THE PROBLEM: Go through the listing below and return each line that includes "chrono".

RECORDS FOR THE TASK:
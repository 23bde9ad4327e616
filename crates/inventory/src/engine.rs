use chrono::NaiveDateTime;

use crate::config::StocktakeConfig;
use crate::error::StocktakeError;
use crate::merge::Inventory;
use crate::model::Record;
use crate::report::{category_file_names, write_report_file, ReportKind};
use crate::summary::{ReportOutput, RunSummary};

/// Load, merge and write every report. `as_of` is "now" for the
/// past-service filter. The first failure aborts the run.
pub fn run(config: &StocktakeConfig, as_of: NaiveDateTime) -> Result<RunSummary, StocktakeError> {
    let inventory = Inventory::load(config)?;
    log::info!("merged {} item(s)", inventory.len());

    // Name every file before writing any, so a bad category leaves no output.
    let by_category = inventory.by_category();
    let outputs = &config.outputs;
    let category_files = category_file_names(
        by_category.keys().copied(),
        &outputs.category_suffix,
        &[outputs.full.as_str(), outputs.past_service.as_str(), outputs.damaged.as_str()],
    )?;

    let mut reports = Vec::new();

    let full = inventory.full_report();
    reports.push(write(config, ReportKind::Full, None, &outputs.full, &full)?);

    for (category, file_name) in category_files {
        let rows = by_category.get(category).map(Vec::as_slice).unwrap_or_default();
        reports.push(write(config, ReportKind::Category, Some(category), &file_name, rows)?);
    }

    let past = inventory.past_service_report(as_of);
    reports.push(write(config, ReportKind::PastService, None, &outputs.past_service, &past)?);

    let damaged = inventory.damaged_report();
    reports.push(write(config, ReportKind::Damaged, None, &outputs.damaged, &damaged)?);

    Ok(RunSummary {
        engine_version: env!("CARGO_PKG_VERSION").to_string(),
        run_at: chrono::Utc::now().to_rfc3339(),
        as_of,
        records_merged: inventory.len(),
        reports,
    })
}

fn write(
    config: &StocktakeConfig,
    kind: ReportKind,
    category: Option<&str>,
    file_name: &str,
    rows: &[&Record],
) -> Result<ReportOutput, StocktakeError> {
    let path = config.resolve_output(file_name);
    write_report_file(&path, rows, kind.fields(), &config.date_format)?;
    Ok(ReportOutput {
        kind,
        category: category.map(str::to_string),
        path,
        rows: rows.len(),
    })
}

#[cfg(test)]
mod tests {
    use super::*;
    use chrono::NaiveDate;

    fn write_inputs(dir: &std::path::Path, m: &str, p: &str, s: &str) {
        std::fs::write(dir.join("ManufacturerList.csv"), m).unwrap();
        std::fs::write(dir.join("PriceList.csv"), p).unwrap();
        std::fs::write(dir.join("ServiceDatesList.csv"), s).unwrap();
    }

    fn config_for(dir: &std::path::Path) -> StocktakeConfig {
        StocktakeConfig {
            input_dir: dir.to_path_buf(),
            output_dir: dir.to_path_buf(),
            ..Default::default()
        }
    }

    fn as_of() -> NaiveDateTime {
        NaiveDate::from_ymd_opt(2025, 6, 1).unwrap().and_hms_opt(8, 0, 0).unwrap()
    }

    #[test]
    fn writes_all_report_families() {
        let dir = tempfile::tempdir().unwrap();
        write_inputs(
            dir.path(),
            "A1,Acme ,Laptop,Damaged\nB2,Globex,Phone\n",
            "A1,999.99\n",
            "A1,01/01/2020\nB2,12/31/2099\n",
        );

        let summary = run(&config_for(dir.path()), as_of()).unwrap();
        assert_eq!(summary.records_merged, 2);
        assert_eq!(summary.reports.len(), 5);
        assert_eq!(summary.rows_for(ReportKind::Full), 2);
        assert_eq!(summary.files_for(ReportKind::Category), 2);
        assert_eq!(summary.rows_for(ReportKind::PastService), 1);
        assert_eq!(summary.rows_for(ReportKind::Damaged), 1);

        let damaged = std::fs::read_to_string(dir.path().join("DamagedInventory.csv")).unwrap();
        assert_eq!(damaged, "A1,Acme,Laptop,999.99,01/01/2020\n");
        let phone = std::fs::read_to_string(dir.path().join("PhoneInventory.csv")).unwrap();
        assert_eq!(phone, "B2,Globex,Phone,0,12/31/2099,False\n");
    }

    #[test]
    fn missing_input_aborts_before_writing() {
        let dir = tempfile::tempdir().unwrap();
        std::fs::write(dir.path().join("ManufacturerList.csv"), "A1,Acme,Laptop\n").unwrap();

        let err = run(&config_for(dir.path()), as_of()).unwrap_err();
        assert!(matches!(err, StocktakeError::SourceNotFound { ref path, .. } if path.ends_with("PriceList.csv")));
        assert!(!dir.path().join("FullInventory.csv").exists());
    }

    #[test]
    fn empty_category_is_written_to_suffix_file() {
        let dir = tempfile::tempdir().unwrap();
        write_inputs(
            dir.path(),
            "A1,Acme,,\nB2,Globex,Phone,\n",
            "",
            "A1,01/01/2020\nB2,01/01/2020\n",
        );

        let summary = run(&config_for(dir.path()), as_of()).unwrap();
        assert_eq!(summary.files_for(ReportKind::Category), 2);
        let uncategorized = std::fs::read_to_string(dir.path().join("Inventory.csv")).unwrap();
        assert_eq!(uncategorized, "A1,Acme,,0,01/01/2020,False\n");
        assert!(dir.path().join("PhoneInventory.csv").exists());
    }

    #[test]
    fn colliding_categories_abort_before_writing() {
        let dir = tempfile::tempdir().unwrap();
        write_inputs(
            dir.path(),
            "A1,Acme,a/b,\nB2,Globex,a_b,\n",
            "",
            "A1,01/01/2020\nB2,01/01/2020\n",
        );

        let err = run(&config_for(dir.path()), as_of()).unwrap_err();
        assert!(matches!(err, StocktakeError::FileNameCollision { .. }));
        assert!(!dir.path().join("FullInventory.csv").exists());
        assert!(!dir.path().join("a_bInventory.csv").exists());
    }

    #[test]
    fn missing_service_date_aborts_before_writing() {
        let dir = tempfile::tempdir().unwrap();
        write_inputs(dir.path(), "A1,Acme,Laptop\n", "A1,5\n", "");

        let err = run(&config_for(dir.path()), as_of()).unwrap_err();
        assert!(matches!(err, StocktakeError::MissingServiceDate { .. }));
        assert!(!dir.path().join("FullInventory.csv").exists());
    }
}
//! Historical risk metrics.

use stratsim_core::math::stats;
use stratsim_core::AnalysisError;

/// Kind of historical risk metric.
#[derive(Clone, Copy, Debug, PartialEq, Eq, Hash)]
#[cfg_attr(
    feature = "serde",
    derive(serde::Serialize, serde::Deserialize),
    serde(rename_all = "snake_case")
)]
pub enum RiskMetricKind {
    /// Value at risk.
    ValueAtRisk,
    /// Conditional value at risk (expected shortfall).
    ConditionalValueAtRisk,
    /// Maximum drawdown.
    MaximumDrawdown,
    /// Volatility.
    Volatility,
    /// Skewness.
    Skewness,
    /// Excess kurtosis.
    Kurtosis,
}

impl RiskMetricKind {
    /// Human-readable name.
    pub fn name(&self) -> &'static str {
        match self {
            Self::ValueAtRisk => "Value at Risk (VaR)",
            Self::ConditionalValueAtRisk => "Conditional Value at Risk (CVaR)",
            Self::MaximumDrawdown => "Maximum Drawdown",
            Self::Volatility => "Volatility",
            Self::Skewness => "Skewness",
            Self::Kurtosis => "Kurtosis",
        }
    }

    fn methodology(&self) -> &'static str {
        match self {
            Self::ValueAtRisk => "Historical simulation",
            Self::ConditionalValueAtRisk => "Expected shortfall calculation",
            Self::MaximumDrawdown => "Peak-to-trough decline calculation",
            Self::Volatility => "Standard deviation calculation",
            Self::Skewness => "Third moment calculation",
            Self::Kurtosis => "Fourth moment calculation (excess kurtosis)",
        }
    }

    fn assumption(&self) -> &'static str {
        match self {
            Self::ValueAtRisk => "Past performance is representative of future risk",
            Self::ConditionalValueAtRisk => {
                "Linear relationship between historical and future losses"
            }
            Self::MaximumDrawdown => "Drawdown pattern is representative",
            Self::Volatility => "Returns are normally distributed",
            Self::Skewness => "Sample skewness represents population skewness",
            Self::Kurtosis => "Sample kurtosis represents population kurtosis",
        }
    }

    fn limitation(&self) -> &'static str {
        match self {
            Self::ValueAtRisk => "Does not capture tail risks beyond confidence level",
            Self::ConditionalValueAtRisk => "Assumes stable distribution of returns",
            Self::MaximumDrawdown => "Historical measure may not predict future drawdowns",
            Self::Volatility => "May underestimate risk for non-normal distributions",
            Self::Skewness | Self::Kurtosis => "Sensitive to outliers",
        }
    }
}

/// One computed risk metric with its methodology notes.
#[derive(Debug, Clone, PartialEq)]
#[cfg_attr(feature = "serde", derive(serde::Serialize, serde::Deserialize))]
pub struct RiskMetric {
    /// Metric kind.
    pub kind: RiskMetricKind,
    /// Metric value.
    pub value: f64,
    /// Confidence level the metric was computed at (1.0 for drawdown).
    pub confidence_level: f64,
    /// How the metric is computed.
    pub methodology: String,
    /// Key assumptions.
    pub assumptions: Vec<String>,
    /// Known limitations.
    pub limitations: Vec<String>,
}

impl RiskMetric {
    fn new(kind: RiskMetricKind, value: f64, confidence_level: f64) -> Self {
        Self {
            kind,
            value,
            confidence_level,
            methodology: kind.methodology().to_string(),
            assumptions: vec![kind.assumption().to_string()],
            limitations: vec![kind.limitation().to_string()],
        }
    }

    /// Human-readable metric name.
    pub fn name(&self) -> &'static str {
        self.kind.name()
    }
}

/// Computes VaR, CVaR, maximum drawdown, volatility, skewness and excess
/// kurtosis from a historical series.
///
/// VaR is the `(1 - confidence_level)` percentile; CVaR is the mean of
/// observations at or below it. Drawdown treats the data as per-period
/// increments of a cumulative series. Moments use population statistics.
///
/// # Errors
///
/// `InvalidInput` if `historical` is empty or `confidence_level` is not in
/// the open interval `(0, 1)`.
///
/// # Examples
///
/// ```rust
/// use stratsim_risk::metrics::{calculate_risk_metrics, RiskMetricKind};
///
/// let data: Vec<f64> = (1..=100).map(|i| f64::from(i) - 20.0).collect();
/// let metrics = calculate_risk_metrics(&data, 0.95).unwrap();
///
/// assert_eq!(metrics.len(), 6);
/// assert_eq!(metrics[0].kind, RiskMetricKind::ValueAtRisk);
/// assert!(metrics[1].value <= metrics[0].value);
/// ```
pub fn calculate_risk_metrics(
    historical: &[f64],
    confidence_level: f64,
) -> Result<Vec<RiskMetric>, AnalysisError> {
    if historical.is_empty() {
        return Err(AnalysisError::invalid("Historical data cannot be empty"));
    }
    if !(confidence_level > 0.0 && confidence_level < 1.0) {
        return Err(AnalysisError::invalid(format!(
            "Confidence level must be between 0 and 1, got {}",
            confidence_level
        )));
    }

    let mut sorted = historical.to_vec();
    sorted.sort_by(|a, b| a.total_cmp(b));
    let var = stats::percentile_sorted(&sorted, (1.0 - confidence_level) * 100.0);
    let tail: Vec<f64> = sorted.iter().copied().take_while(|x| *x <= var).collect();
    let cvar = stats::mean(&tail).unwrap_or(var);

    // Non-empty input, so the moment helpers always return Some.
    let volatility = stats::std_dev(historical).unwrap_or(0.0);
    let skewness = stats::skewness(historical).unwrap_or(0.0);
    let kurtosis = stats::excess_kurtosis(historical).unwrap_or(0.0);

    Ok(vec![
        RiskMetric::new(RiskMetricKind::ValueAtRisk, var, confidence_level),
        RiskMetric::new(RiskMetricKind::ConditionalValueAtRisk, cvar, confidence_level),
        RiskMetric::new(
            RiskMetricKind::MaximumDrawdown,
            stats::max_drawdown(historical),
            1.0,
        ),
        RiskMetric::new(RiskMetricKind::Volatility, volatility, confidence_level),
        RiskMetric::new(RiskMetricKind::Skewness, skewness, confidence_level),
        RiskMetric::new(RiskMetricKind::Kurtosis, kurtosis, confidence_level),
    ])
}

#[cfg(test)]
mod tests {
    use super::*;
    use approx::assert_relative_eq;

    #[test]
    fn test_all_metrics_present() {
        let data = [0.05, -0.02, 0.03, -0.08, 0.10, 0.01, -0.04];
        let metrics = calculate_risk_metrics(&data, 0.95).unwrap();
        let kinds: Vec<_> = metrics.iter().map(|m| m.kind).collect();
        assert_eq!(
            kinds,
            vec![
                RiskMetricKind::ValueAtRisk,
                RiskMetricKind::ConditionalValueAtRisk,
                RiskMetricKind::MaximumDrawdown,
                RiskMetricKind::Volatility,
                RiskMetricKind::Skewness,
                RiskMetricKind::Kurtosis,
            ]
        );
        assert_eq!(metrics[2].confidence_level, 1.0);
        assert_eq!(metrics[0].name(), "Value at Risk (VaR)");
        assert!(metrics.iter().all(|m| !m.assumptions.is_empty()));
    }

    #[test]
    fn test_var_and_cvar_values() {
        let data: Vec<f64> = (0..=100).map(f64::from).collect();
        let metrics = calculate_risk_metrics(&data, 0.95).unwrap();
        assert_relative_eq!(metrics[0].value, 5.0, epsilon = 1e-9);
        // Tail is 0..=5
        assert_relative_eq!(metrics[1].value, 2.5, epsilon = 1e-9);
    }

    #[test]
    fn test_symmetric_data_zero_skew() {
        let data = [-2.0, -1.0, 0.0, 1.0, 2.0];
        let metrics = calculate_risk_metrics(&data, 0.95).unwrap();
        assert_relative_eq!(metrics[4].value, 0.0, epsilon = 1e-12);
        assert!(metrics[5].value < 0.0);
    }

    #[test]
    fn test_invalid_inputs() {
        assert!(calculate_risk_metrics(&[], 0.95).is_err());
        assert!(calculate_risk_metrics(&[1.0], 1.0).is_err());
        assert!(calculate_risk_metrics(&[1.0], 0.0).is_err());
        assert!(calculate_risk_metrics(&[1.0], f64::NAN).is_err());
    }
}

OUTPUT:
use chrono::NaiveDateTime;
        run_at: chrono::Utc::now().to_rfc3339(),
    use chrono::NaiveDate;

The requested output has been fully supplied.